:: What the task requires ::
Go through the records and tally the lines that include the word "position". The answer is that total alone.

◆ ◆ ◆ ◆ ◆ ◆ ◆

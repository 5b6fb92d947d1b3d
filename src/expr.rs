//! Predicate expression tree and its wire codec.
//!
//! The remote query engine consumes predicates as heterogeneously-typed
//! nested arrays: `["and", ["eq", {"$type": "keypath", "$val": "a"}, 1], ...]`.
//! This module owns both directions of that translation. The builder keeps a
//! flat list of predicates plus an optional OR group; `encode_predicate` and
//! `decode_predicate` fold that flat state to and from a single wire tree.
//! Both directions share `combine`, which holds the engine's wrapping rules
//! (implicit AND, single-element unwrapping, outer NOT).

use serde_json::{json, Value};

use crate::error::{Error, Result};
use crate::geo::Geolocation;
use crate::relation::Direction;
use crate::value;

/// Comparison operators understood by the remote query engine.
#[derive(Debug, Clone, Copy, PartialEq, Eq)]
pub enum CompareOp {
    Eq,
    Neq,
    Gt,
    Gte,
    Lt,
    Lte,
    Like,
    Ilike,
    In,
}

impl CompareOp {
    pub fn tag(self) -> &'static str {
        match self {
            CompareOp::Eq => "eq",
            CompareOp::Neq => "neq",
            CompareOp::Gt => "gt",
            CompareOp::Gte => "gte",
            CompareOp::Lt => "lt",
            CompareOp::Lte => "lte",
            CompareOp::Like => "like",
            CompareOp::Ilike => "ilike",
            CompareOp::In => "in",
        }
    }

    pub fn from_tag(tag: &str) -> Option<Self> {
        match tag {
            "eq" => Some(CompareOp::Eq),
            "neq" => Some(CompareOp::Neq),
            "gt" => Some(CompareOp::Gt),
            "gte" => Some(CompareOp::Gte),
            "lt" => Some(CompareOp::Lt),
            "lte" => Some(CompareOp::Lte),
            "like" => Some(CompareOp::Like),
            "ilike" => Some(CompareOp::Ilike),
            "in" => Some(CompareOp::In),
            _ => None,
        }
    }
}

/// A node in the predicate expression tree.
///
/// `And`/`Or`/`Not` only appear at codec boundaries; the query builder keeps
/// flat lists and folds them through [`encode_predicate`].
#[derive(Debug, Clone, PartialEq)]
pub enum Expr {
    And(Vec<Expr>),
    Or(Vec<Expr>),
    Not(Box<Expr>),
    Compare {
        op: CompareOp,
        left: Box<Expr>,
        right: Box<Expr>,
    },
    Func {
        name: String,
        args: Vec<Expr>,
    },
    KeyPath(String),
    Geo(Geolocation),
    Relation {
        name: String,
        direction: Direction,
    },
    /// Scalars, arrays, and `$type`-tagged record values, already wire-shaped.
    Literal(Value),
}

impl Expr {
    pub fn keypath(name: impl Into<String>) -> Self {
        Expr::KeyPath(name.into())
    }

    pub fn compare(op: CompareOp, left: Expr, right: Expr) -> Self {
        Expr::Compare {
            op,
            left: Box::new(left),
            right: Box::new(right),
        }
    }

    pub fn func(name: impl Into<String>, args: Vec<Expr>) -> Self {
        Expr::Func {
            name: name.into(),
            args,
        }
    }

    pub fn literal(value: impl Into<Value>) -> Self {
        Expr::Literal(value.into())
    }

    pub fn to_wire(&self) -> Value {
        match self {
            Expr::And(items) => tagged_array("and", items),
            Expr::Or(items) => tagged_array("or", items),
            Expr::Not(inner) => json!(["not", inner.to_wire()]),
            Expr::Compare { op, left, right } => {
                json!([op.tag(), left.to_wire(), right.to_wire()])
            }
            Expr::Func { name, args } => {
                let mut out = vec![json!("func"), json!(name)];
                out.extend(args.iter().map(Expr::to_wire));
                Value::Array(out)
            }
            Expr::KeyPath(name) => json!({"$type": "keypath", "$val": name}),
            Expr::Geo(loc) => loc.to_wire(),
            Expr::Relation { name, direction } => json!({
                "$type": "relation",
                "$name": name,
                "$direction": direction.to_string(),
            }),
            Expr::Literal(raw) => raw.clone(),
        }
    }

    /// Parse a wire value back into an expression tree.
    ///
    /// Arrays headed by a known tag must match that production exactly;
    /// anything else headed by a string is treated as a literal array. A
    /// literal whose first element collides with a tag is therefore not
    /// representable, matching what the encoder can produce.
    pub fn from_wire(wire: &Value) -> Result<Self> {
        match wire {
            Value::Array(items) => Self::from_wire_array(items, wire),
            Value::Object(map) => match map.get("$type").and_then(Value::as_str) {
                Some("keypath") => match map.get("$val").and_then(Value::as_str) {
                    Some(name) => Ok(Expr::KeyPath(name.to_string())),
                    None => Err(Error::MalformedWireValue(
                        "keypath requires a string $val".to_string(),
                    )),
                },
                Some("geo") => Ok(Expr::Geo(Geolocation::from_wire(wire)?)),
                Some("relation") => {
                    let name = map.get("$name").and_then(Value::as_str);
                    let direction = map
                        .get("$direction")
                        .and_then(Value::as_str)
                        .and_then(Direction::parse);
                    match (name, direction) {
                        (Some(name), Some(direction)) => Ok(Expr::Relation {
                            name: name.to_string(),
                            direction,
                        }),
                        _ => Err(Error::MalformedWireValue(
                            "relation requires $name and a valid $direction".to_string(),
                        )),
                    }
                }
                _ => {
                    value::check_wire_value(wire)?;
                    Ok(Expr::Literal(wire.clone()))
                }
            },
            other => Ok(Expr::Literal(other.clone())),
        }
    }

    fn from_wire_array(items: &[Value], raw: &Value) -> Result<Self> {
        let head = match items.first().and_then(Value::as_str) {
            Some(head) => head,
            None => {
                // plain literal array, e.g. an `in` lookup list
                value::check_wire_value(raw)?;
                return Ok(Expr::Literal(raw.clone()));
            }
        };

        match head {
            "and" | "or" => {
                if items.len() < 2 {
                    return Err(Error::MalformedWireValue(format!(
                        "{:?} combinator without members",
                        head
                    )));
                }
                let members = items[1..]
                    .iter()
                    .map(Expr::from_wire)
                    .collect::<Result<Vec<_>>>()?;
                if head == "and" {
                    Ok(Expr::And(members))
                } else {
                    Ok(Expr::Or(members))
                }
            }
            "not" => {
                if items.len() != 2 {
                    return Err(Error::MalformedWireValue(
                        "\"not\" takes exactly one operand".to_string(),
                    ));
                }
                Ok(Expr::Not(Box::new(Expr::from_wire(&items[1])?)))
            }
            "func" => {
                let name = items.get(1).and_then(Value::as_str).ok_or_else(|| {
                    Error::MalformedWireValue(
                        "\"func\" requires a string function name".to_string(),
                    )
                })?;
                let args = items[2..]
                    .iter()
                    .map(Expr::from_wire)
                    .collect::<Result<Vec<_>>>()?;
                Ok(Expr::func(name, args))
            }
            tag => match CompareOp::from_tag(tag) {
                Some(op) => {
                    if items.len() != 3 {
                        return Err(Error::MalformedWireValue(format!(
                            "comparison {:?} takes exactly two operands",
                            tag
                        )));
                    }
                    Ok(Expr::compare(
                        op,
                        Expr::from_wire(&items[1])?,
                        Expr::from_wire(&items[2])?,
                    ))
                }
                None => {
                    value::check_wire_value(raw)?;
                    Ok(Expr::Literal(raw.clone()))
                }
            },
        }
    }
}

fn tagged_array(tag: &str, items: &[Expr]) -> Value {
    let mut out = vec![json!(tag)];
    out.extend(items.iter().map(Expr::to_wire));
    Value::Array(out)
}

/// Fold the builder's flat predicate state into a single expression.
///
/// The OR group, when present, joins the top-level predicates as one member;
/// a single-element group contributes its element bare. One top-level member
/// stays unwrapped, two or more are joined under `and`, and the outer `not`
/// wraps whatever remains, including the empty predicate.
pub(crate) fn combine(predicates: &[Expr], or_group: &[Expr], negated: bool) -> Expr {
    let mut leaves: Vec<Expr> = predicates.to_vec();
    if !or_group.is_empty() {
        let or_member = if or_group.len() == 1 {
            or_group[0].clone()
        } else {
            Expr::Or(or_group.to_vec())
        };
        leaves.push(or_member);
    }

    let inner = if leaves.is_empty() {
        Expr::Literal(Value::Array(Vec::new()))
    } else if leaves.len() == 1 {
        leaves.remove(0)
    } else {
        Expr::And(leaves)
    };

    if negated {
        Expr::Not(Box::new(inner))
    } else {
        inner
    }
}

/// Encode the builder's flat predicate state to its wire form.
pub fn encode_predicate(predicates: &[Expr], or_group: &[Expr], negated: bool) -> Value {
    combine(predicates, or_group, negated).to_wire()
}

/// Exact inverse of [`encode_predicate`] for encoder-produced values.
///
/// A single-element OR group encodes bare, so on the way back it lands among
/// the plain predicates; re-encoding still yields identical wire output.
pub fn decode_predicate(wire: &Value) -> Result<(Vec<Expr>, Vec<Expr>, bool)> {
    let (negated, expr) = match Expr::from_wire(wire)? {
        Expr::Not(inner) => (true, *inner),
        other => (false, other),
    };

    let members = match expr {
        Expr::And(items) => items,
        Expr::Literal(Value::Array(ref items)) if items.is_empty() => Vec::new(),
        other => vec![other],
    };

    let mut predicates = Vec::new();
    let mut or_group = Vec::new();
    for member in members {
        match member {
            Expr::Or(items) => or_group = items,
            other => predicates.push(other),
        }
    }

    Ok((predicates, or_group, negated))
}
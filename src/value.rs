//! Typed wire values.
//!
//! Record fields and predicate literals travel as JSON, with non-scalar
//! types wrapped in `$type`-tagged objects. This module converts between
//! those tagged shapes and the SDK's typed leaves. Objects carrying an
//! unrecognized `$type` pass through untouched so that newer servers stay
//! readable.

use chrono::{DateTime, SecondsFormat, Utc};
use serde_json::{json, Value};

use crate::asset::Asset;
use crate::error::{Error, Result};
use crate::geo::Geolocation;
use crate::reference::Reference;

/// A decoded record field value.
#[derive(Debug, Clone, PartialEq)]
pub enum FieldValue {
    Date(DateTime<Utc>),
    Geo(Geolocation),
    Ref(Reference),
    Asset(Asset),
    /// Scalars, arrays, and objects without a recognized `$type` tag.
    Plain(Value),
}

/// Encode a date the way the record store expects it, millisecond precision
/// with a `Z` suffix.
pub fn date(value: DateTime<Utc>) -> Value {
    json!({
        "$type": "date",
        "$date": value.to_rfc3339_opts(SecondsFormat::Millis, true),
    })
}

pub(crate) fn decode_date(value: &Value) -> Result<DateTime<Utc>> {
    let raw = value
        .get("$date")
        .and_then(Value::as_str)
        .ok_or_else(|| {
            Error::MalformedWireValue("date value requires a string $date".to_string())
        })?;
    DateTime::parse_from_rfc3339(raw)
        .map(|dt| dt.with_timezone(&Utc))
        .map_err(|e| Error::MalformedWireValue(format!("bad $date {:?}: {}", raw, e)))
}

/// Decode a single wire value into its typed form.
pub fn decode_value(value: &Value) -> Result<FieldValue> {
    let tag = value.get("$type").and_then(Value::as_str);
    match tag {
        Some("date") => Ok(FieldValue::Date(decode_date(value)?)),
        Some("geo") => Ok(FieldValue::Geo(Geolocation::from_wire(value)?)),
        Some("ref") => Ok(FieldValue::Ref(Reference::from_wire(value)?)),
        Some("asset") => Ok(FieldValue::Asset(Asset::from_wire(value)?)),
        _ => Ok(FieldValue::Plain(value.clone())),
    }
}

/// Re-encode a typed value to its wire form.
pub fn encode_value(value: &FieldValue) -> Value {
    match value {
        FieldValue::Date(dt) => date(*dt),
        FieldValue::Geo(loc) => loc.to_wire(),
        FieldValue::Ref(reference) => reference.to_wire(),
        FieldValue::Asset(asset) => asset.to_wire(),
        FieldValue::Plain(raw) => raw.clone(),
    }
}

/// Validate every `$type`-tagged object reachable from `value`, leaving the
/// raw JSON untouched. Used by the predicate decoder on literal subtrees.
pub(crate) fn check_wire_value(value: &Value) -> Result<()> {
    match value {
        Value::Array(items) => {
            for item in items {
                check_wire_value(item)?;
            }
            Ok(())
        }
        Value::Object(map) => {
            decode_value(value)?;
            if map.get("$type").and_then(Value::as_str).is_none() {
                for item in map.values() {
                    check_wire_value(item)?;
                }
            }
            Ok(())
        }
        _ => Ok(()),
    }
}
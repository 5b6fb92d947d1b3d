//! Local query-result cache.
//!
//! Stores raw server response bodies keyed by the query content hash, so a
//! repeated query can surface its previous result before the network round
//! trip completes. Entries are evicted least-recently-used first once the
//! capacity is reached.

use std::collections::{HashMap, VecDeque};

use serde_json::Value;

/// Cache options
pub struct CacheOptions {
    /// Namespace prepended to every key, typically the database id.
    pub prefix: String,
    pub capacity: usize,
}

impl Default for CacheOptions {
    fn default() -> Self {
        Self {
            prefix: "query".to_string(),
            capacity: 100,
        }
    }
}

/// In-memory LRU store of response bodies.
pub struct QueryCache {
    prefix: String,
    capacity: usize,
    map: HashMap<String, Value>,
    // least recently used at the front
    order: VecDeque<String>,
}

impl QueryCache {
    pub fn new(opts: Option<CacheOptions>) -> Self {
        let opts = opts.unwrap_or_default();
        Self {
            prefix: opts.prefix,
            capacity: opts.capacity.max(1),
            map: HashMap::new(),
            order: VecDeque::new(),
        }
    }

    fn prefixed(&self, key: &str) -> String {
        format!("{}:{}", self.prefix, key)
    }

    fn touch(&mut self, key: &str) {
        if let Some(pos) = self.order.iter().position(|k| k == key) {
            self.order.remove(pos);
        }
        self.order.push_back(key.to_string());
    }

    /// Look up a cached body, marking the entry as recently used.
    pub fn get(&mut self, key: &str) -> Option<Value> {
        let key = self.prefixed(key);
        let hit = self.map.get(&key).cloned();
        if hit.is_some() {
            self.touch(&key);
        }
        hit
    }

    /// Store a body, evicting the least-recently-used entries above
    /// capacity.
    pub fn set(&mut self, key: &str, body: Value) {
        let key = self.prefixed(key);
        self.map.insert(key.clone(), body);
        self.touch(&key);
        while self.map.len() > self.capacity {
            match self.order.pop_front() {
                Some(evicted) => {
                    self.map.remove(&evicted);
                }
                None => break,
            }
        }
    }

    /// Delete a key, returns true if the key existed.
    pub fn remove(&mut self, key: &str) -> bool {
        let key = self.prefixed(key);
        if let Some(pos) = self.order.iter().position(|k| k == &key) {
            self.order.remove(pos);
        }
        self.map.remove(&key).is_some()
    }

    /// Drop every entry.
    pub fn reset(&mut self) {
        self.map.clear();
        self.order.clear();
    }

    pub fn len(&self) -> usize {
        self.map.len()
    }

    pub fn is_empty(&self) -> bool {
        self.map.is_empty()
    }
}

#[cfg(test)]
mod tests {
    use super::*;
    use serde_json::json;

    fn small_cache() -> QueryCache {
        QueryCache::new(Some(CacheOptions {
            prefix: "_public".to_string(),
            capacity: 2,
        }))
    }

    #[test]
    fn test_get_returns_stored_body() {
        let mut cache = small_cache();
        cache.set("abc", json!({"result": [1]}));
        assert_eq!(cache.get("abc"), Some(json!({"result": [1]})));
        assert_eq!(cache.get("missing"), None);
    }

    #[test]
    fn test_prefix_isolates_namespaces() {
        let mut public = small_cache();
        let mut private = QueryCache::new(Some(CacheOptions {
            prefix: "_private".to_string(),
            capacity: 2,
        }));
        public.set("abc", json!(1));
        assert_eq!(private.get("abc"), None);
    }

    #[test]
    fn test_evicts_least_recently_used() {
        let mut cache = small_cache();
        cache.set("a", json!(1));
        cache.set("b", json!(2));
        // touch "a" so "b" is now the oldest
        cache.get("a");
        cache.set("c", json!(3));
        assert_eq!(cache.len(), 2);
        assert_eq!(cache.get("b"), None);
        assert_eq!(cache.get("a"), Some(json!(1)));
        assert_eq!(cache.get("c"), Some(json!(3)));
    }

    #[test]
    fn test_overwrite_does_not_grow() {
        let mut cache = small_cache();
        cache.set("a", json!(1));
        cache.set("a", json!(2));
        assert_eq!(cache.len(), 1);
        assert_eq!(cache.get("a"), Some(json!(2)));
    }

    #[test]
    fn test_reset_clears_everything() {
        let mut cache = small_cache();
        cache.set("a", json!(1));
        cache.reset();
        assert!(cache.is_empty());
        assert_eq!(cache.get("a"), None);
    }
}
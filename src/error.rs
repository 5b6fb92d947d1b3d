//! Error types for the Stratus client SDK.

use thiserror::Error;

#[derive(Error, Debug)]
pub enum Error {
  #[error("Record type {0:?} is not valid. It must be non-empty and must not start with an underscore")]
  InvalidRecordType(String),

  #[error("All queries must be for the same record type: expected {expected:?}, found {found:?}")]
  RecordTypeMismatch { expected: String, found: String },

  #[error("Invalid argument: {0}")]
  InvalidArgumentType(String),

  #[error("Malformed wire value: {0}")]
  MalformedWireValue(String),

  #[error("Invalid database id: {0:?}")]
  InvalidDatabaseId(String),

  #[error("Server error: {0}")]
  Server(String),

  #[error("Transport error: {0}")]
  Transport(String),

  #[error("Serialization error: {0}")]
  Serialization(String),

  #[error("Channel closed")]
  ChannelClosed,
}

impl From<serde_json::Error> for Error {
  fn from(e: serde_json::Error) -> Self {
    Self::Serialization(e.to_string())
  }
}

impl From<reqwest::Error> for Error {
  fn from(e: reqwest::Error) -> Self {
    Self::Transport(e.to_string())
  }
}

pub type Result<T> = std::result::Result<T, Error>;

◆ ◆ ◆ ◆ ◆ ◆ ◆

:: Task output ::
2